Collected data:
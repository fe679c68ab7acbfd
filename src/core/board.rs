//! Board and tile types
//!
//! The board is a fixed grid of tiles created empty at game start. Rows are only
//! ever written whole, when a guess is finalized.

use super::{Feedback, LetterStatus, Word};

/// Display status of a tile
///
/// Ordering follows keyboard precedence: `Correct > Present > Absent > Empty`.
/// `Tbd` marks pending, unsubmitted input and never appears in a finalized row.
#[derive(Debug, Clone, Copy, PartialEq, Eq, Hash, Default)]
pub enum TileStatus {
    Correct,
    Present,
    Absent,
    #[default]
    Empty,
    Tbd,
}

impl TileStatus {
    /// Precedence rank used when merging statuses for the keyboard
    #[must_use]
    pub const fn rank(self) -> u8 {
        match self {
            Self::Correct => 3,
            Self::Present => 2,
            Self::Absent => 1,
            Self::Empty | Self::Tbd => 0,
        }
    }
}

impl From<LetterStatus> for TileStatus {
    fn from(status: LetterStatus) -> Self {
        match status {
            LetterStatus::Correct => Self::Correct,
            LetterStatus::Present => Self::Present,
            LetterStatus::Absent => Self::Absent,
        }
    }
}

/// One letter cell on the board
#[derive(Debug, Clone, Copy, PartialEq, Eq, Default)]
pub struct Tile {
    pub letter: Option<char>,
    pub status: TileStatus,
}

impl Tile {
    pub const EMPTY: Self = Self {
        letter: None,
        status: TileStatus::Empty,
    };

    #[must_use]
    pub const fn new(letter: char, status: TileStatus) -> Self {
        Self {
            letter: Some(letter),
            status,
        }
    }
}

/// Grid of `rows` × `columns` tiles
#[derive(Debug, Clone, PartialEq, Eq)]
pub struct Board {
    rows: Vec<Vec<Tile>>,
    columns: usize,
}

impl Board {
    /// Create a board filled with empty tiles
    #[must_use]
    pub fn new(rows: usize, columns: usize) -> Self {
        Self {
            rows: vec![vec![Tile::EMPTY; columns]; rows],
            columns,
        }
    }

    #[must_use]
    pub fn row_count(&self) -> usize {
        self.rows.len()
    }

    #[must_use]
    pub const fn column_count(&self) -> usize {
        self.columns
    }

    /// Get a row, or `None` past the last row
    #[must_use]
    pub fn row(&self, index: usize) -> Option<&[Tile]> {
        self.rows.get(index).map(Vec::as_slice)
    }

    pub fn rows(&self) -> impl Iterator<Item = &[Tile]> {
        self.rows.iter().map(Vec::as_slice)
    }

    /// Write an evaluated guess into a row; out-of-range rows are left alone
    pub(crate) fn write_row(&mut self, index: usize, guess: &Word, feedback: &Feedback) {
        let Some(row) = self.rows.get_mut(index) else {
            return;
        };
        for (tile, (letter, status)) in row
            .iter_mut()
            .zip(guess.bytes().iter().zip(feedback.statuses()))
        {
            *tile = Tile::new(char::from(*letter), (*status).into());
        }
    }

    /// True when no tile holds a letter
    #[must_use]
    pub fn is_blank(&self) -> bool {
        self.rows
            .iter()
            .flatten()
            .all(|tile| *tile == Tile::EMPTY)
    }

    /// Letters of a row as a string, skipping empty tiles
    #[must_use]
    pub fn row_text(&self, index: usize) -> String {
        self.row(index)
            .map(|row| row.iter().filter_map(|tile| tile.letter).collect())
            .unwrap_or_default()
    }
}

=== What the task requires ===
Above are some records; copy each line there that contains "index".

=== Solution for this task ===
    pub fn row(&self, index: usize) -> Option<&[Tile]> {
        self.rows.get(index).map(Vec::as_slice)
    pub(crate) fn write_row(&mut self, index: usize, guess: &Word, feedback: &Feedback) {
        let Some(row) = self.rows.get_mut(index) else {
    pub fn row_text(&self, index: usize) -> String {
        self.row(index)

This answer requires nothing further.